Source data:
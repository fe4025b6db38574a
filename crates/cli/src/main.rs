//! Read-address channel handshake simulator CLI.
//!
//! This binary builds a simulation from a JSON config (or defaults),
//! pre-fills the request queue, runs it for a fixed number of cycles, and
//! prints driver statistics.

use clap::{Parser, Subcommand};
use std::cell::RefCell;
use std::rc::Rc;
use std::{fs, process};

use axsim_core::bus::{
    BusRequest, FifoQueue, ReadRequest, ReadyMode, ReadyResponder, RequestQueue,
};
use axsim_core::config::Config;
use axsim_core::sim::ResetGen;
use axsim_core::{ArChannel, ReadAddressDriver, Sim};

#[derive(Parser, Debug)]
#[command(
    name = "axsim",
    author,
    version,
    about = "AXI read-address channel handshake simulator",
    long_about = "Drive a stream of read requests through a simulated \
VALID/READY handshake and report completions, idle cycles, and stalls.\n\n\
Examples:\n  axsim run --requests 16\n  axsim run --requests 8 --ready-delay 3\n  \
axsim run --config channel.json --cycles 500"
)]
struct Cli {
    #[command(subcommand)]
    command: Commands,
}

#[derive(Subcommand, Debug)]
enum Commands {
    /// Run a request stream to completion.
    Run {
        /// JSON configuration file (defaults used when omitted).
        #[arg(short, long)]
        config: Option<String>,

        /// Number of read requests to enqueue.
        #[arg(short, long, default_value_t = 8)]
        requests: u64,

        /// Cycles the receiver holds ready low after seeing valid
        /// (always-ready when omitted).
        #[arg(long)]
        ready_delay: Option<u64>,

        /// Clock cycles to simulate.
        #[arg(long, default_value_t = 200)]
        cycles: u64,
    },
}

fn main() {
    tracing_subscriber::fmt()
        .with_env_filter(tracing_subscriber::EnvFilter::from_default_env())
        .init();

    let cli = Cli::parse();
    match cli.command {
        Commands::Run {
            config,
            requests,
            ready_delay,
            cycles,
        } => cmd_run(config, requests, ready_delay, cycles),
    }
}

/// Builds the simulation, runs it, and prints statistics.
fn cmd_run(config_path: Option<String>, requests: u64, ready_delay: Option<u64>, cycles: u64) {
    let config = load_config(config_path);

    let mut sim = Sim::new();
    let chan = match ArChannel::new(&mut sim, &config.channel) {
        Ok(chan) => chan,
        Err(e) => {
            eprintln!("Error building channel: {e}");
            process::exit(1);
        }
    };

    let queue = FifoQueue::shared();
    for i in 0..requests {
        let mut request = ReadRequest::new(0x1000 + i * 0x40);
        request.id = i;
        request.len = 3;
        request.size = 2;
        request.burst = 1;
        queue.borrow_mut().push(BusRequest::Read(request));
    }

    let shared: Rc<RefCell<dyn RequestQueue>> = queue.clone();
    let driver = ReadAddressDriver::new(chan.clone(), shared, config.driver.rready_policy);
    let stats = driver.stats();

    let ready_mode = ready_delay.map_or(ReadyMode::Always, ReadyMode::Delay);
    sim.add_process(Box::new(ResetGen::new(
        chan.clk,
        chan.reset_n,
        config.sim.reset_cycles,
    )));
    sim.add_process(Box::new(ReadyResponder::new(&chan, ready_mode)));
    sim.add_process(Box::new(driver));

    println!(
        "[*] {} requests, ready mode {:?}, {} cycles budget",
        requests, ready_mode, cycles
    );

    if let Err(e) = sim.run_cycles(cycles) {
        eprintln!("\n[!] SIMULATION FAULT: {e}");
        stats.borrow().print();
        process::exit(1);
    }

    let stats = stats.borrow();
    println!("\n[*] Finished at cycle {}", sim.cycle());
    stats.print();
    if stats.requests_completed < requests {
        println!(
            "[!] {} request(s) still pending at end of run",
            requests - stats.requests_completed
        );
    }
}

/// Reads a JSON config file, or returns defaults when no path is given.
fn load_config(path: Option<String>) -> Config {
    let Some(path) = path else {
        return Config::default();
    };
    let text = fs::read_to_string(&path).unwrap_or_else(|e| {
        eprintln!("Error reading config {path}: {e}");
        process::exit(1);
    });
    serde_json::from_str(&text).unwrap_or_else(|e| {
        eprintln!("Error parsing config {path}: {e}");
        process::exit(1);
    })
}
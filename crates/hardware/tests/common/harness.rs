//! Test harness wiring a complete simulation together.

use std::cell::RefCell;
use std::rc::Rc;

use axsim_core::bus::{BusRequest, FifoQueue, ReadyMode, ReadyResponder, RequestQueue};
use axsim_core::config::Config;
use axsim_core::sim::ResetGen;
use axsim_core::stats::DriverStats;
use axsim_core::{ArChannel, ReadAddressDriver, Sim};

use crate::common::mocks::probe::{BusProbe, Trace};

/// A ready-to-run simulation: kernel, channel, driver, stimulus, probe.
pub struct TestContext {
    pub sim: Sim,
    pub chan: ArChannel,
    pub queue: Rc<RefCell<FifoQueue>>,
    pub stats: Rc<RefCell<DriverStats>>,
    pub trace: Trace,
}

impl Default for TestContext {
    fn default() -> Self {
        Self::new()
    }
}

impl TestContext {
    /// Default config, always-ready receiver.
    pub fn new() -> Self {
        Self::with(Config::default(), ReadyMode::Always)
    }

    /// Explicit config and receiver behavior.
    pub fn with(config: Config, ready: ReadyMode) -> Self {
        let _ = tracing_subscriber::fmt().with_test_writer().try_init();

        let mut sim = Sim::new();
        let chan = ArChannel::new(&mut sim, &config.channel).unwrap();
        let queue = FifoQueue::shared();

        let shared: Rc<RefCell<dyn RequestQueue>> = queue.clone();
        let driver = ReadAddressDriver::new(chan.clone(), shared, config.driver.rready_policy);
        let stats = driver.stats();

        sim.add_process(Box::new(ResetGen::new(
            chan.clk,
            chan.reset_n,
            config.sim.reset_cycles,
        )));
        sim.add_process(Box::new(ReadyResponder::new(&chan, ready)));
        sim.add_process(Box::new(driver));

        let (probe, trace) = BusProbe::new(chan.clone());
        sim.add_process(Box::new(probe));

        Self {
            sim,
            chan,
            queue,
            stats,
            trace,
        }
    }

    /// Enqueues a request before (or during) the run.
    pub fn enqueue(&self, request: BusRequest) {
        self.queue.borrow_mut().push(request);
    }

    /// Advances the simulation by `cycles` clock cycles.
    pub fn run(&mut self, cycles: u64) {
        self.sim.run_cycles(cycles).unwrap();
    }

    /// The sample recorded for `cycle`, panicking if the run was too short.
    pub fn sample_at(&self, cycle: u64) -> crate::common::mocks::probe::TraceSample {
        self.trace
            .borrow()
            .iter()
            .find(|s| s.cycle == cycle)
            .cloned()
            .unwrap()
    }
}
//! Configuration for the channel bundle, the driver, and the run.
//!
//! This module defines all configuration structures used to parameterize a
//! simulation. It provides:
//! 1. **Defaults:** baseline channel geometry and reset timing.
//! 2. **Structures:** hierarchical config for channel, driver, and sim.
//! 3. **Enums:** the response-ready back-pressure policy.
//!
//! Configuration is supplied as JSON (the CLI accepts a config file) or via
//! `Config::default()`.

use serde::Deserialize;

use crate::common::SimError;

/// Default configuration constants.
mod defaults {
    /// Address bus width in bits.
    pub const ADDR_WIDTH: u32 = 32;

    /// Transaction id width in bits. Zero means the `arid` field is absent
    /// from the bundle entirely.
    pub const ID_WIDTH: u32 = 4;

    /// User-defined sideband width in bits. Zero means absent; absent is
    /// the common case, so it is the default.
    pub const USER_WIDTH: u32 = 0;

    /// Clock cycles reset is held low by the standard stimulus.
    pub const RESET_CYCLES: u64 = 2;
}

/// Back-pressure policy for the read-data-ready signal.
///
/// The source drives `rready` high unconditionally at request dispatch and
/// flags that as unresolved, so the choice is kept configurable rather than
/// baked in.
#[derive(Debug, Clone, Copy, PartialEq, Eq, Default, Deserialize)]
#[serde(rename_all = "PascalCase")]
pub enum RReadyPolicy {
    /// Assert `rready` together with each request and leave it high.
    ///
    /// Reproduces the source behavior: the requester advertises it can
    /// always accept read data.
    #[default]
    AssertWithRequest,
    /// Never drive `rready` high; back-pressure is owned by an external
    /// response-side agent.
    HoldLow,
}

/// Geometry of the read-address channel bundle.
///
/// Optional fields are a static property of the bundle: a width of zero or
/// a `false` presence flag means the wire does not exist at all and is
/// never driven. Presence is resolved once at bundle construction.
#[derive(Debug, Clone, Deserialize)]
#[serde(default)]
pub struct ChannelConfig {
    /// Width of `araddr` in bits (always present).
    pub addr_width: u32,
    /// Width of `arid` in bits; zero removes the field.
    pub id_width: u32,
    /// Width of `aruser` in bits; zero removes the field.
    pub user_width: u32,
    /// Whether the burst length field `arlen` exists.
    pub has_len: bool,
    /// Whether the beat size field `arsize` exists.
    pub has_size: bool,
    /// Whether the burst type field `arburst` exists.
    pub has_burst: bool,
    /// Whether the exclusive-access field `arlock` exists.
    pub has_lock: bool,
    /// Whether the cache attribute field `arcache` exists.
    pub has_cache: bool,
    /// Whether the quality-of-service field `arqos` exists.
    pub has_qos: bool,
    /// Whether the region identifier field `arregion` exists.
    pub has_region: bool,
}

impl Default for ChannelConfig {
    fn default() -> Self {
        Self {
            addr_width: defaults::ADDR_WIDTH,
            id_width: defaults::ID_WIDTH,
            user_width: defaults::USER_WIDTH,
            has_len: true,
            has_size: true,
            has_burst: true,
            has_lock: true,
            has_cache: true,
            has_qos: true,
            has_region: true,
        }
    }
}

impl ChannelConfig {
    /// Checks widths before any nets are created.
    pub fn validate(&self) -> Result<(), SimError> {
        if self.addr_width == 0 || self.addr_width > 64 {
            return Err(SimError::InvalidWidth {
                field: "addr_width",
                width: self.addr_width,
            });
        }
        if self.id_width > 64 {
            return Err(SimError::InvalidWidth {
                field: "id_width",
                width: self.id_width,
            });
        }
        if self.user_width > 64 {
            return Err(SimError::InvalidWidth {
                field: "user_width",
                width: self.user_width,
            });
        }
        Ok(())
    }
}

/// Driver behavior knobs.
#[derive(Debug, Clone, Default, Deserialize)]
#[serde(default)]
pub struct DriverConfig {
    /// How the read-data-ready signal is driven at dispatch time.
    pub rready_policy: RReadyPolicy,
}

/// Run-level settings.
#[derive(Debug, Clone, Deserialize)]
#[serde(default)]
pub struct SimConfig {
    /// Clock cycles the reset stimulus holds `resetn` low.
    pub reset_cycles: u64,
}

impl Default for SimConfig {
    fn default() -> Self {
        Self {
            reset_cycles: defaults::RESET_CYCLES,
        }
    }
}

/// Root configuration structure.
///
/// # Examples
///
/// ```
/// use axsim_core::config::Config;
///
/// let config = Config::default();
/// assert_eq!(config.channel.addr_width, 32);
///
/// let json = r#"{
///     "channel": { "addr_width": 40, "id_width": 0 },
///     "driver": { "rready_policy": "HoldLow" }
/// }"#;
/// let config: Config = serde_json::from_str(json).unwrap();
/// assert_eq!(config.channel.addr_width, 40);
/// assert_eq!(config.channel.id_width, 0);
/// ```
#[derive(Debug, Clone, Default, Deserialize)]
#[serde(default)]
pub struct Config {
    /// Channel bundle geometry.
    pub channel: ChannelConfig,
    /// Driver behavior.
    pub driver: DriverConfig,
    /// Run-level settings.
    pub sim: SimConfig,
}
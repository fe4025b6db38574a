//! Bus-protocol agents for the read-address channel.
//!
//! This module holds everything that speaks the VALID/READY protocol:
//! 1. **Channel:** the signal bundle with optional attribute fields.
//! 2. **Packets:** request objects and their one-shot completion signals.
//! 3. **Queue:** the pending-request seam between sequencer and driver.
//! 4. **Driver:** the requester-side handshake state machine (the core).
//! 5. **Responder:** a receiver-side ready stimulus for demos and tests.

/// The read-address channel signal bundle.
pub mod channel;
/// The requester-side handshake driver.
pub mod driver;
/// Request packets and completion signals.
pub mod packet;
/// The pending-request queue seam.
pub mod queue;
/// Receiver-side ready stimulus.
pub mod responder;

pub use channel::ArChannel;
pub use driver::ReadAddressDriver;
pub use packet::{BusRequest, CompletionHandle, ReadRequest, WriteRequest};
pub use queue::{FifoQueue, RequestQueue};
pub use responder::{ReadyMode, ReadyResponder};
//! In-process mock MCP backend for transport and federation tests.
//!
//! Binds an axum server to an ephemeral localhost port and answers the
//! MCP methods the gateway exercises. Tests configure the served catalog
//! through [`MockSpec`] and can mutate behavior mid-test (flip an HTTP
//! status, swap the tool-call result) through the shared handle.

use std::sync::Arc;

use axum::body::Body;
use axum::extract::State;
use axum::http::{header, StatusCode};
use axum::response::Response;
use axum::routing::post;
use axum::Router;
use parking_lot::Mutex;
use serde_json::{json, Value};
use tokio::task::JoinHandle;

use super::types::{
    IncomingRequest, JsonRpcResponse, PromptDescriptor, ResourceDescriptor, ToolDescriptor,
    PROTOCOL_VERSION,
};

/// Behavior of a mock backend.
#[derive(Debug, Clone, Default)]
pub struct MockSpec {
    pub tools: Vec<ToolDescriptor>,
    pub resources: Vec<ResourceDescriptor>,
    pub prompts: Vec<PromptDescriptor>,
    /// Frame every response as an SSE `event: message` / `data:` stream.
    pub sse: bool,
    /// Answer `tools/list` with a JSON-RPC error even when tools exist.
    pub fail_tools_list: bool,
    /// Result payload for `tools/call` (defaults to a text "ok" tool result).
    pub call_result: Option<Value>,
    /// Respond to every request with this bare HTTP status instead.
    pub status_override: Option<u16>,
}

#[derive(Clone)]
struct MockState {
    spec: Arc<Mutex<MockSpec>>,
    calls: Arc<Mutex<Vec<Value>>>,
}

/// A running mock backend bound to `127.0.0.1:<ephemeral>`.
pub struct MockBackendServer {
    pub url: String,
    spec: Arc<Mutex<MockSpec>>,
    calls: Arc<Mutex<Vec<Value>>>,
    handle: JoinHandle<()>,
}

impl MockBackendServer {
    pub async fn spawn(spec: MockSpec) -> Self {
        let spec = Arc::new(Mutex::new(spec));
        let calls = Arc::new(Mutex::new(Vec::new()));
        let state = MockState {
            spec: spec.clone(),
            calls: calls.clone(),
        };

        let app = Router::new()
            .route("/mcp", post(handle))
            .with_state(state);

        let listener = tokio::net::TcpListener::bind("127.0.0.1:0")
            .await
            .expect("bind mock backend");
        let addr = listener.local_addr().expect("mock backend addr");

        let handle = tokio::spawn(async move {
            let _ = axum::serve(listener, app).await;
        });

        Self {
            url: format!("http://{addr}/mcp"),
            spec,
            calls,
            handle,
        }
    }

    /// Parameters of every `tools/call` the mock has received.
    pub fn recorded_calls(&self) -> Vec<Value> {
        self.calls.lock().clone()
    }

    /// Flip the bare-status override at runtime.
    pub fn set_status_override(&self, status: Option<u16>) {
        self.spec.lock().status_override = status;
    }

    /// Kill the mock so subsequent connections are refused.
    pub fn kill(&self) {
        self.handle.abort();
    }
}

impl Drop for MockBackendServer {
    fn drop(&mut self) {
        self.handle.abort();
    }
}

async fn handle(State(state): State<MockState>, body: String) -> Response {
    let spec = state.spec.lock().clone();

    if let Some(status) = spec.status_override {
        return Response::builder()
            .status(StatusCode::from_u16(status).unwrap_or(StatusCode::INTERNAL_SERVER_ERROR))
            .body(Body::from("mock failure"))
            .unwrap();
    }

    let request: IncomingRequest = match serde_json::from_str(&body) {
        Ok(req) => req,
        Err(_) => {
            return frame(
                spec.sse,
                JsonRpcResponse::error(Value::Null, -32700, "parse error"),
            )
        }
    };
    let id = request.response_id();

    let response = match request.method.as_str() {
        "initialize" => {
            let mut capabilities = serde_json::Map::new();
            if !spec.tools.is_empty() || spec.fail_tools_list {
                capabilities.insert("tools".into(), json!({}));
            }
            if !spec.resources.is_empty() {
                capabilities.insert("resources".into(), json!({}));
            }
            if !spec.prompts.is_empty() {
                capabilities.insert("prompts".into(), json!({}));
            }
            JsonRpcResponse::success(
                id,
                json!({
                    "protocolVersion": PROTOCOL_VERSION,
                    "capabilities": capabilities,
                    "serverInfo": {"name": "mock-backend", "version": "0.0.1"},
                }),
            )
        }
        "tools/list" => {
            if spec.fail_tools_list {
                JsonRpcResponse::error(id, -32603, "mock tools/list failure")
            } else {
                JsonRpcResponse::success(id, json!({"tools": spec.tools}))
            }
        }
        "resources/list" => JsonRpcResponse::success(id, json!({"resources": spec.resources})),
        "prompts/list" => JsonRpcResponse::success(id, json!({"prompts": spec.prompts})),
        "tools/call" => {
            state
                .calls
                .lock()
                .push(request.params.clone().unwrap_or(Value::Null));
            let result = spec.call_result.clone().unwrap_or_else(|| {
                json!({"content": [{"type": "text", "text": "ok"}]})
            });
            JsonRpcResponse::success(id, result)
        }
        "resources/read" => {
            let uri = request
                .params
                .as_ref()
                .and_then(|p| p.get("uri"))
                .cloned()
                .unwrap_or(Value::Null);
            JsonRpcResponse::success(
                id,
                json!({"contents": [{"uri": uri, "mimeType": "text/plain", "text": "resource body"}]}),
            )
        }
        "prompts/get" => JsonRpcResponse::success(
            id,
            json!({
                "description": "mock prompt",
                "messages": [{"role": "user", "content": {"type": "text", "text": "hello"}}],
            }),
        ),
        _ => JsonRpcResponse::error(id, -32601, "method not found"),
    };

    frame(spec.sse, response)
}

fn frame(sse: bool, response: JsonRpcResponse) -> Response {
    let json = serde_json::to_string(&response).expect("serialize mock response");
    if sse {
        Response::builder()
            .status(StatusCode::OK)
            .header(header::CONTENT_TYPE, "text/event-stream")
            .body(Body::from(format!("event: message\ndata: {json}\n\n")))
            .unwrap()
    } else {
        Response::builder()
            .status(StatusCode::OK)
            .header(header::CONTENT_TYPE, "application/json")
            .body(Body::from(json))
            .unwrap()
    }
}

What this task involves: Filter the lines above so that only those with the string "ArChannel" remain, then copy them.

Response to this exercise:
use axsim_core::{ArChannel, ReadAddressDriver, Sim};
    let chan = match ArChannel::new(&mut sim, &config.channel) {
use axsim_core::{ArChannel, ReadAddressDriver, Sim};
    pub chan: ArChannel,
        let chan = ArChannel::new(&mut sim, &config.channel).unwrap();
pub use channel::ArChannel;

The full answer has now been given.